■ Supplied records

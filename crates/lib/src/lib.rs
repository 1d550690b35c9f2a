//!
//! LiteLearn: a local-first course catalog and enrollment tracker.
//! This library provides the data and session layer consumed by the CLI
//! (and any other presentation front end).
//!
//! ## Core Concepts
//!
//! * **Storage (`storage::Storage`)**: A pluggable key-value adapter holding four
//!   persisted blobs: the user registry, the session, the enrollment registry, and
//!   the theme preference. Corrupt or missing blobs load as defaults.
//! * **Catalog (`catalog::Catalog`)**: The immutable list of offered courses,
//!   seeded at startup and never mutated at runtime.
//! * **Instance (`instance::Instance`)**: The root object owning the injected
//!   storage, the catalog, and the in-memory registries. All operations are
//!   methods on `Instance`, implemented across the component modules.
//! * **Identity (`identity`)**: Registration, authentication, and the single
//!   active session.
//! * **Enrollment (`enrollment`)**: Per-user, per-course lesson completion
//!   tracking and percent-complete computation.
//! * **Queries (`query`)**: Read-only derived views (course filtering, the
//!   enrollment dashboard, account summaries).
//!
//! Every mutation persists write-through: the full value under the affected
//! storage key is overwritten immediately, with no batching.

pub mod catalog;
pub mod clock;
pub mod enrollment;
pub mod identity;
pub mod instance;
pub mod query;
pub mod storage;

pub use catalog::{Catalog, Course, Level};
pub use clock::{Clock, SystemClock};
pub use enrollment::Enrollment;
pub use identity::{Session, User};
pub use instance::{DataExport, Instance, Theme};
pub use query::AccountSummary;

#[cfg(any(test, feature = "testing"))]
pub use clock::FixedClock;

/// Result type used throughout the LiteLearn library.
pub type Result<T> = std::result::Result<T, Error>;

/// Common error type for the LiteLearn library.
#[derive(Debug, thiserror::Error)]
pub enum Error {
    #[error("I/O error: {0}")]
    Io(#[from] std::io::Error),

    #[error("Serialization error: {0}")]
    Serialize(#[from] serde_json::Error),

    /// Structured storage errors from the storage module
    #[error(transparent)]
    Storage(storage::StorageError),

    /// Structured identity and session errors from the identity module
    #[error(transparent)]
    Identity(identity::IdentityError),

    /// Structured enrollment errors from the enrollment module
    #[error(transparent)]
    Enrollment(enrollment::EnrollmentError),

    /// Structured instance errors from the instance module
    #[error(transparent)]
    Instance(instance::InstanceError),
}

impl Error {
    /// Get the originating module for this error.
    pub fn module(&self) -> &'static str {
        match self {
            Error::Storage(_) => "storage",
            Error::Identity(_) => "identity",
            Error::Enrollment(_) => "enrollment",
            Error::Instance(_) => "instance",
            Error::Io(_) => "io",
            Error::Serialize(_) => "serialize",
        }
    }

    /// Check if this error indicates a resource was not found.
    pub fn is_not_found(&self) -> bool {
        match self {
            Error::Enrollment(enrollment_err) => enrollment_err.is_not_found(),
            _ => false,
        }
    }

    /// Check if this error indicates a conflict (already exists).
    pub fn is_conflict(&self) -> bool {
        match self {
            Error::Identity(identity_err) => identity_err.is_already_exists(),
            _ => false,
        }
    }

    /// Check if this error is authentication-related.
    pub fn is_authentication_error(&self) -> bool {
        match self {
            Error::Identity(identity_err) => identity_err.is_invalid_credentials(),
            _ => false,
        }
    }

    /// Check if this error is validation-related.
    pub fn is_validation_error(&self) -> bool {
        match self {
            Error::Enrollment(enrollment_err) => enrollment_err.is_out_of_range(),
            Error::Instance(instance_err) => instance_err.is_invalid_format(),
            _ => false,
        }
    }

    /// Check if this error is I/O related.
    pub fn is_io_error(&self) -> bool {
        match self {
            Error::Io(_) => true,
            Error::Storage(storage_err) => storage_err.is_io_error(),
            _ => false,
        }
    }
}
use ethers::types::U256;
use thiserror::Error;

/// Fractional digits shown for amounts in summaries
pub const DISPLAY_DECIMALS: usize = 5;

/// Decimals of every EVM native currency
pub const NATIVE_DECIMALS: u8 = 18;

#[derive(Debug, Clone, PartialEq, Eq, Error)]
pub enum AmountError {
    #[error("value is empty")]
    Empty,
    #[error("'{0}' is not a plain decimal number")]
    Malformed(String),
    #[error("'{value}' has more than {max} decimal places")]
    TooManyDecimals { value: String, max: u8 },
    #[error("'{0}' does not fit in 256 bits")]
    Overflow(String),
}

/// Full-precision rendering, used in logs
pub fn format_units(value: U256, decimals: u8) -> String {
    ethers::utils::format_units(value, decimals as u32).unwrap_or_else(|_| value.to_string())
}

pub fn format_ether(wei: U256) -> String {
    format_units(wei, NATIVE_DECIMALS)
}

/// Render `value` (base units) with exactly [`DISPLAY_DECIMALS`] fractional digits.
///
/// Digits beyond the display precision are truncated, never rounded up, so a
/// displayed balance or remainder is never larger than the real one.
pub fn format_amount(value: U256, decimals: u8) -> String {
    let decimals = decimals as usize;
    let base = U256::exp10(decimals);
    let whole = value / base;
    let frac = value % base;
    let shown = if decimals >= DISPLAY_DECIMALS {
        frac / U256::exp10(decimals - DISPLAY_DECIMALS)
    } else {
        frac * U256::exp10(DISPLAY_DECIMALS - decimals)
    };
    format!("{}.{:0>width$}", whole, shown.to_string(), width = DISPLAY_DECIMALS)
}

/// Parse a decimal string into base units of a token with `decimals` decimals.
///
/// Accepts `123`, `1.5`, `.5` and `5.`; rejects signs, exponents, separators and
/// fractions longer than the token's precision. Zero is a valid parse; callers
/// that need a positive amount check for it.
pub fn parse_amount(input: &str, decimals: u8) -> Result<U256, AmountError> {
    let trimmed = input.trim();
    if trimmed.is_empty() {
        return Err(AmountError::Empty);
    }

    let (whole, frac) = trimmed.split_once('.').unwrap_or((trimmed, ""));
    let all_digits = |s: &str| s.bytes().all(|b| b.is_ascii_digit());
    if (whole.is_empty() && frac.is_empty()) || !all_digits(whole) || !all_digits(frac) {
        return Err(AmountError::Malformed(trimmed.to_string()));
    }
    if frac.len() > decimals as usize {
        return Err(AmountError::TooManyDecimals {
            value: trimmed.to_string(),
            max: decimals,
        });
    }

    let digits = format!("{}{:0<width$}", whole, frac, width = decimals as usize);
    let digits = digits.trim_start_matches('0');
    if digits.is_empty() {
        return Ok(U256::zero());
    }
    U256::from_dec_str(digits).map_err(|_| AmountError::Overflow(trimmed.to_string()))
}

/// Parse a non-negative integer NFT token id
pub fn parse_token_id(input: &str) -> Result<U256, AmountError> {
    let trimmed = input.trim();
    if trimmed.is_empty() {
        return Err(AmountError::Empty);
    }
    if !trimmed.bytes().all(|b| b.is_ascii_digit()) {
        return Err(AmountError::Malformed(trimmed.to_string()));
    }
    let digits = trimmed.trim_start_matches('0');
    if digits.is_empty() {
        return Ok(U256::zero());
    }
    U256::from_dec_str(digits).map_err(|_| AmountError::Overflow(trimmed.to_string()))
}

■ Your instructions
Show the lines of the records that include the string "indicates".

■ Exercise response
    /// Check if this error indicates a resource was not found.
    /// Check if this error indicates a conflict (already exists).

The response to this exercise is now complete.